→ Work to complete: Your job is to write out each record precisely as it stands.

----- The records -----

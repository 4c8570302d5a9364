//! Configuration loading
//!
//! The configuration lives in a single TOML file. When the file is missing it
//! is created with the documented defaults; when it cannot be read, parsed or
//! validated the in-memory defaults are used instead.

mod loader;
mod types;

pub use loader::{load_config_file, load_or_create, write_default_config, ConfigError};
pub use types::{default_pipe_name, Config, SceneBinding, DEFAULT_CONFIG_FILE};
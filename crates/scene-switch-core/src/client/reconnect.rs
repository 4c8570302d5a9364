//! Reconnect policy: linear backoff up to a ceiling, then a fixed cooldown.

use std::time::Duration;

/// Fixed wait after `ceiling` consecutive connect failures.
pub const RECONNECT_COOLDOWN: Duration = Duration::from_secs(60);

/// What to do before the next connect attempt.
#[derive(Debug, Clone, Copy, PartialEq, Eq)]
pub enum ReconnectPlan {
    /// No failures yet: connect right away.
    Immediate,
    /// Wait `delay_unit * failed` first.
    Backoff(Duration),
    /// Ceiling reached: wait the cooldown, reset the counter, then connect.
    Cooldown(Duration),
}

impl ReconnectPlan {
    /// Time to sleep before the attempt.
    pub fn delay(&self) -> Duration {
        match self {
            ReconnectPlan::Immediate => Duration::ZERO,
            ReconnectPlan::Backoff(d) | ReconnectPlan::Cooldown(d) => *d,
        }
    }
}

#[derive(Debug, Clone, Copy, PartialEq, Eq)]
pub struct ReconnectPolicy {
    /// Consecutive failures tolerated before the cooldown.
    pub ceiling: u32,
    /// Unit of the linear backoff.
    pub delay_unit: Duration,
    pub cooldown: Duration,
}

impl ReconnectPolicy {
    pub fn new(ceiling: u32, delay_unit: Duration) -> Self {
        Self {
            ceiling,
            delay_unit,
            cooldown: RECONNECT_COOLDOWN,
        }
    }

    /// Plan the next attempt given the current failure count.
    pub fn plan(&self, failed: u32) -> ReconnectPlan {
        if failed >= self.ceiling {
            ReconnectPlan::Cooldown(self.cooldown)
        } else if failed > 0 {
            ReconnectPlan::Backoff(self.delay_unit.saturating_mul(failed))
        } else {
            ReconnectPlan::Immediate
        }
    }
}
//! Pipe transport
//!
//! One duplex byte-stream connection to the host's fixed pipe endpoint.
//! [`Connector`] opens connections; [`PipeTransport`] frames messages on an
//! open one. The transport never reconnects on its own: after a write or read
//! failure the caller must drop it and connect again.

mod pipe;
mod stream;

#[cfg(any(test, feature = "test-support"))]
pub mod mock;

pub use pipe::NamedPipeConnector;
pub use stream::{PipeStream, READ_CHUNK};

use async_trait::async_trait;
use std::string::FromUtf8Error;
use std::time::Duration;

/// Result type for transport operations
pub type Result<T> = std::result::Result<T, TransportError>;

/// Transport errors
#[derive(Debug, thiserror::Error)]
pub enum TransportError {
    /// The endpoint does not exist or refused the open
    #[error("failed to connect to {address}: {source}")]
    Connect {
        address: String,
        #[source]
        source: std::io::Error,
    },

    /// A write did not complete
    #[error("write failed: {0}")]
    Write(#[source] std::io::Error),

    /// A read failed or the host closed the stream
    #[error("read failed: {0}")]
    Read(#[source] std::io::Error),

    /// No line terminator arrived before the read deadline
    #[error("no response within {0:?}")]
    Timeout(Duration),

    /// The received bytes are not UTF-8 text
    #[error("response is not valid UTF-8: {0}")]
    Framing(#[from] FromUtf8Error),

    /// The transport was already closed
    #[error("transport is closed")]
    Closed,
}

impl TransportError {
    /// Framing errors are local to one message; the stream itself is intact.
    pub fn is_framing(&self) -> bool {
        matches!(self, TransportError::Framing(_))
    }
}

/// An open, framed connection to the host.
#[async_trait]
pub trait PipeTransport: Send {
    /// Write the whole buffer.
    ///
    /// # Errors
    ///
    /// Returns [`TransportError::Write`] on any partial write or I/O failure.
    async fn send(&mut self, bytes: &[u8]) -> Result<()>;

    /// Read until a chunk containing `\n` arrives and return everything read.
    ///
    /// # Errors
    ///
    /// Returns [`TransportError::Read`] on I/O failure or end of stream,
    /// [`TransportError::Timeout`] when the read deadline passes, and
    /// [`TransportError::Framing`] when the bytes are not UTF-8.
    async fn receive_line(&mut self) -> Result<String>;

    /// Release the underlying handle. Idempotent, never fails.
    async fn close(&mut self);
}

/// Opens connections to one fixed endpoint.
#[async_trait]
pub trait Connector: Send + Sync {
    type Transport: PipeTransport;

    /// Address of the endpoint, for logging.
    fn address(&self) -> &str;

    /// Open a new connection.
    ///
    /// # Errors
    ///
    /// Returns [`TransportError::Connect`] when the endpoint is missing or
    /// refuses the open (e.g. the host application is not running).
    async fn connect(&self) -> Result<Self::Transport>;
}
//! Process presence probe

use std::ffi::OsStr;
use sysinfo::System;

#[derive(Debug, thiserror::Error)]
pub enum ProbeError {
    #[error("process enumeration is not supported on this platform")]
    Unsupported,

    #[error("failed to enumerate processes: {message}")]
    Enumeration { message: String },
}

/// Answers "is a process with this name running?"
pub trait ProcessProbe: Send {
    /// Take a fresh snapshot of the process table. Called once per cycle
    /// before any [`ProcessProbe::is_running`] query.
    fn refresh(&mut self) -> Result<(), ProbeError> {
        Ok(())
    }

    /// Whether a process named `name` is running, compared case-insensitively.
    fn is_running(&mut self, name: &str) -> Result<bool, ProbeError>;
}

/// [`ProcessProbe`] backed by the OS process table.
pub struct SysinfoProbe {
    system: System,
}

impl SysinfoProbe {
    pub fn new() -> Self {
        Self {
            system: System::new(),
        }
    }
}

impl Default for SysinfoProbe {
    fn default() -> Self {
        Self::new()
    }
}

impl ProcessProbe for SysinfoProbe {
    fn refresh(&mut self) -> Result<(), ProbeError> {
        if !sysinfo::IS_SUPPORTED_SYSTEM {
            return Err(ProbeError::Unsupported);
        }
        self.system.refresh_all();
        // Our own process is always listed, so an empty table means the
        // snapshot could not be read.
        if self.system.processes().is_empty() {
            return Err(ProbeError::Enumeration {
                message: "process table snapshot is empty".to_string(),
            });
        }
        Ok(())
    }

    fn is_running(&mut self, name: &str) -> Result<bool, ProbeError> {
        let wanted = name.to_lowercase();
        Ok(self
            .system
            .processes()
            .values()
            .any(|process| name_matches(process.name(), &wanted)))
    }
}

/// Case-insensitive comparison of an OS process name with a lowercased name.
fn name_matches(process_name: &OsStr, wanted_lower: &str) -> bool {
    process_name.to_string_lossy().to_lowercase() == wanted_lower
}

-----

→ Reply:
repository 4c8570302d5a9364
//! Configuration loading
//!
//! The configuration lives in a single TOML file. When the file is missing it
//! is created with the documented defaults; when it cannot be read, parsed or
//! validated the in-memory defaults are used instead.

mod loader;
mod types;

pub use loader::{load_config_file, load_or_create, write_default_config, ConfigError};
pub use types::{default_pipe_name, Config, SceneBinding, DEFAULT_CONFIG_FILE};
filename crates/scene-switch-core/src/client/reconnect.rs
repository 4c8570302d5a9364
//! Reconnect policy: linear backoff up to a ceiling, then a fixed cooldown.

use std::time::Duration;

/// Fixed wait after `ceiling` consecutive connect failures.
pub const RECONNECT_COOLDOWN: Duration = Duration::from_secs(60);

/// What to do before the next connect attempt.
#[derive(Debug, Clone, Copy, PartialEq, Eq)]
pub enum ReconnectPlan {
    /// No failures yet: connect right away.
    Immediate,
    /// Wait `delay_unit * failed` first.
    Backoff(Duration),
    /// Ceiling reached: wait the cooldown, reset the counter, then connect.
    Cooldown(Duration),
}

impl ReconnectPlan {
    /// Time to sleep before the attempt.
    pub fn delay(&self) -> Duration {
        match self {
            ReconnectPlan::Immediate => Duration::ZERO,
            ReconnectPlan::Backoff(d) | ReconnectPlan::Cooldown(d) => *d,
        }
    }
}

#[derive(Debug, Clone, Copy, PartialEq, Eq)]
pub struct ReconnectPolicy {
    /// Consecutive failures tolerated before the cooldown.
    pub ceiling: u32,
    /// Unit of the linear backoff.
    pub delay_unit: Duration,
    pub cooldown: Duration,
}

impl ReconnectPolicy {
    pub fn new(ceiling: u32, delay_unit: Duration) -> Self {
        Self {
            ceiling,
            delay_unit,
            cooldown: RECONNECT_COOLDOWN,
        }
    }

    /// Plan the next attempt given the current failure count.
    pub fn plan(&self, failed: u32) -> ReconnectPlan {
        if failed >= self.ceiling {
            ReconnectPlan::Cooldown(self.cooldown)
        } else if failed > 0 {
            ReconnectPlan::Backoff(self.delay_unit.saturating_mul(failed))
        } else {
            ReconnectPlan::Immediate
        }
    }
}
//! Pipe transport
//!
//! One duplex byte-stream connection to the host's fixed pipe endpoint.
//! [`Connector`] opens connections; [`PipeTransport`] frames messages on an
//! open one. The transport never reconnects on its own: after a write or read
//! failure the caller must drop it and connect again.

mod pipe;
mod stream;

#[cfg(any(test, feature = "test-support"))]
pub mod mock;

pub use pipe::NamedPipeConnector;
pub use stream::{PipeStream, READ_CHUNK};

use async_trait::async_trait;
use std::string::FromUtf8Error;
use std::time::Duration;

/// Result type for transport operations
pub type Result<T> = std::result::Result<T, TransportError>;

/// Transport errors
#[derive(Debug, thiserror::Error)]
pub enum TransportError {
    /// The endpoint does not exist or refused the open
    #[error("failed to connect to {address}: {source}")]
    Connect {
        address: String,
        #[source]
        source: std::io::Error,
    },

    /// A write did not complete
    #[error("write failed: {0}")]
    Write(#[source] std::io::Error),

    /// A read failed or the host closed the stream
    #[error("read failed: {0}")]
    Read(#[source] std::io::Error),

    /// No line terminator arrived before the read deadline
    #[error("no response within {0:?}")]
    Timeout(Duration),

    /// The received bytes are not UTF-8 text
    #[error("response is not valid UTF-8: {0}")]
    Framing(#[from] FromUtf8Error),

    /// The transport was already closed
    #[error("transport is closed")]
    Closed,
}

impl TransportError {
    /// Framing errors are local to one message; the stream itself is intact.
    pub fn is_framing(&self) -> bool {
        matches!(self, TransportError::Framing(_))
    }
}

/// An open, framed connection to the host.
#[async_trait]
pub trait PipeTransport: Send {
    /// Write the whole buffer.
    ///
    /// # Errors
    ///
    /// Returns [`TransportError::Write`] on any partial write or I/O failure.
    async fn send(&mut self, bytes: &[u8]) -> Result<()>;

    /// Read until a chunk containing `\n` arrives and return everything read.
    ///
    /// # Errors
    ///
    /// Returns [`TransportError::Read`] on I/O failure or end of stream,
    /// [`TransportError::Timeout`] when the read deadline passes, and
    /// [`TransportError::Framing`] when the bytes are not UTF-8.
    async fn receive_line(&mut self) -> Result<String>;

    /// Release the underlying handle. Idempotent, never fails.
    async fn close(&mut self);
}

/// Opens connections to one fixed endpoint.
#[async_trait]
pub trait Connector: Send + Sync {
    type Transport: PipeTransport;

    /// Address of the endpoint, for logging.
    fn address(&self) -> &str;

    /// Open a new connection.
    ///
    /// # Errors
    ///
    /// Returns [`TransportError::Connect`] when the endpoint is missing or
    /// refuses the open (e.g. the host application is not running).
    async fn connect(&self) -> Result<Self::Transport>;
}
//! Process presence probe

use std::ffi::OsStr;
use sysinfo::System;

#[derive(Debug, thiserror::Error)]
pub enum ProbeError {
    #[error("process enumeration is not supported on this platform")]
    Unsupported,

    #[error("failed to enumerate processes: {message}")]
    Enumeration { message: String },
}

/// Answers "is a process with this name running?"
pub trait ProcessProbe: Send {
    /// Take a fresh snapshot of the process table. Called once per cycle
    /// before any [`ProcessProbe::is_running`] query.
    fn refresh(&mut self) -> Result<(), ProbeError> {
        Ok(())
    }

    /// Whether a process named `name` is running, compared case-insensitively.
    fn is_running(&mut self, name: &str) -> Result<bool, ProbeError>;
}

/// [`ProcessProbe`] backed by the OS process table.
pub struct SysinfoProbe {
    system: System,
}

impl SysinfoProbe {
    pub fn new() -> Self {
        Self {
            system: System::new(),
        }
    }
}

impl Default for SysinfoProbe {
    fn default() -> Self {
        Self::new()
    }
}

impl ProcessProbe for SysinfoProbe {
    fn refresh(&mut self) -> Result<(), ProbeError> {
        if !sysinfo::IS_SUPPORTED_SYSTEM {
            return Err(ProbeError::Unsupported);
        }
        self.system.refresh_all();
        // Our own process is always listed, so an empty table means the
        // snapshot could not be read.
        if self.system.processes().is_empty() {
            return Err(ProbeError::Enumeration {
                message: "process table snapshot is empty".to_string(),
            });
        }
        Ok(())
    }

    fn is_running(&mut self, name: &str) -> Result<bool, ProbeError> {
        let wanted = name.to_lowercase();
        Ok(self
            .system
            .processes()
            .values()
            .any(|process| name_matches(process.name(), &wanted)))
    }
}

/// Case-insensitive comparison of an OS process name with a lowercased name.
fn name_matches(process_name: &OsStr, wanted_lower: &str) -> bool {
    process_name.to_string_lossy().to_lowercase() == wanted_lower
}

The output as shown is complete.